Jeremy Corbyn has said the “grassroots model” that led to his election as an Independent MP in Islington North could become a “new movement” that will challenge the “stale” political status quo.
The former Labour leader beat his old party to hold his seat, which he has represented since 1983, in last week’s election.
He said the “people power” behind his victory marked “the start of a new politics”.
He said he would hold a monthly “people’s forum”, which would be “a shared, democratic space for local campaigns, trade unions, tenants’ unions, debtors’ unions and national movements to organise, together, for the kind of world we want to live in”.
“That is what real democracy looks like,” he said.
Mr Corbyn said “public discontent with a broken political system will only grow as the Government fails to make the real change that people expect”, as he called for this “energy” to be “mobilised”.
“Once our grassroots model has been replicated elsewhere, this can be the genesis of a new movement capable of challenging the stale two-party system.”
The veteran MP predicted the movement “will eventually run in elections”.
Mr Corbyn announced he was standing as an independent a few days after Rishi Sunak called the General Election, causing a headache for Labour leader Sir Keir Starmer.
Mr Corbyn has been suspended by Labour since 2020 after he refused to fully accept the Equality and Human Rights Commission’s findings that the party broke equality law when he was in charge and said antisemitism had been “dramatically overstated for political reasons”.
Mr Corbyn beat his Labour rival by more than 7,000 votes last Thursday.

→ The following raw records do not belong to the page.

//! Group manifest persistence
//!
//! The manifest is a JSON array with one object per track, in discovery order.
//! It is written create-truncate, flushed and fsynced before the handle is
//! closed. A file cut short by a crash is not a valid JSON array and fails to
//! decode, so a partial listing can never be mistaken for a complete one.

use super::{OutputError, OutputResult};
use crate::Item;
use serde::{Deserialize, Serialize};
use std::fs::OpenOptions;
use std::io::{BufWriter, Write};
use std::path::Path;
use tracing::{debug, info, warn};

/// Maximum accepted manifest size (16 MB) to prevent memory exhaustion
pub const MAX_MANIFEST_SIZE: u64 = 16 * 1024 * 1024;

/// One track as recorded in the manifest
#[derive(Debug, Clone, PartialEq, Eq, Serialize, Deserialize)]
#[serde(rename_all = "camelCase")]
pub struct ManifestEntry {
    /// Track identifier
    pub id: String,
    /// Parent group identifier
    pub group_id: String,
    /// Duration in seconds
    pub duration: u32,
    /// Track title
    pub title: String,
    /// Main artist name
    pub artist: String,
    /// Cover art reference
    pub cover: Option<String>,
    /// Version suffix
    #[serde(default, skip_serializing_if = "Option::is_none")]
    pub version: Option<String>,
}

impl From<&Item> for ManifestEntry {
    fn from(item: &Item) -> Self {
        Self {
            id: item.id.clone(),
            group_id: item.group_id.clone(),
            duration: item.duration,
            title: item.title.clone(),
            artist: item.artist.clone(),
            cover: item.cover.clone(),
            version: item.version.clone(),
        }
    }
}

/// Write the manifest for `items` to `path`
///
/// Blocking; run it on a blocking thread from async code.
pub fn write_manifest(path: &Path, items: &[Item]) -> OutputResult<()> {
    debug!(path = %path.display(), items = items.len(), "Writing manifest");

    let entries: Vec<ManifestEntry> = items.iter().map(ManifestEntry::from).collect();
    let json = serde_json::to_vec_pretty(&entries)
        .map_err(|e| OutputError::SerializationError(e.to_string()))?;

    let file = OpenOptions::new()
        .create(true)
        .write(true)
        .truncate(true)
        .open(path)
        .map_err(|e| {
            OutputError::IoError(format!("Failed to create {}: {}", path.display(), e))
        })?;

    let mut writer = BufWriter::new(file);
    writer
        .write_all(&json)
        .map_err(|e| OutputError::IoError(format!("Failed to write manifest: {e}")))?;
    writer
        .flush()
        .map_err(|e| OutputError::IoError(format!("Failed to flush manifest: {e}")))?;

    let file = writer
        .into_inner()
        .map_err(|e| OutputError::IoError(format!("Failed to flush manifest: {e}")))?;
    file.sync_all()
        .map_err(|e| OutputError::IoError(format!("Failed to sync manifest: {e}")))?;
    drop(file);

    info!(path = %path.display(), items = entries.len(), "Manifest written");
    Ok(())
}

/// Read and decode a manifest
///
/// # Errors
/// [`OutputError::InvalidManifest`] if the file is not a complete manifest.
pub fn read_manifest(path: &Path) -> OutputResult<Vec<ManifestEntry>> {
    let metadata = std::fs::metadata(path).map_err(|e| {
        OutputError::IoError(format!("Failed to stat {}: {}", path.display(), e))
    })?;
    if metadata.len() > MAX_MANIFEST_SIZE {
        return Err(OutputError::InvalidManifest {
            path: path.display().to_string(),
            reason: format!(
                "manifest is {} bytes, larger than {MAX_MANIFEST_SIZE}",
                metadata.len()
            ),
        });
    }

    let contents = std::fs::read(path).map_err(|e| {
        OutputError::IoError(format!("Failed to read {}: {}", path.display(), e))
    })?;

    serde_json::from_slice(&contents).map_err(|e| {
        warn!(path = %path.display(), error = %e, "Failed to decode manifest");
        OutputError::InvalidManifest {
            path: path.display().to_string(),
            reason: e.to_string(),
        }
    })
}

First elected to Parliament in 1983 as MP for Islington North, Mr Corbyn rose from rebel backbencher, regularly voting against the party whip, to the shock winner of the party leadership contest amid “Corbynmania” in 2015.
Under his turbulent time as leader, Labour received its biggest election upsurge since 1945 in the 2017 snap general election, before suffering its worst defeat since 1935 in 2019 against Boris Johnson.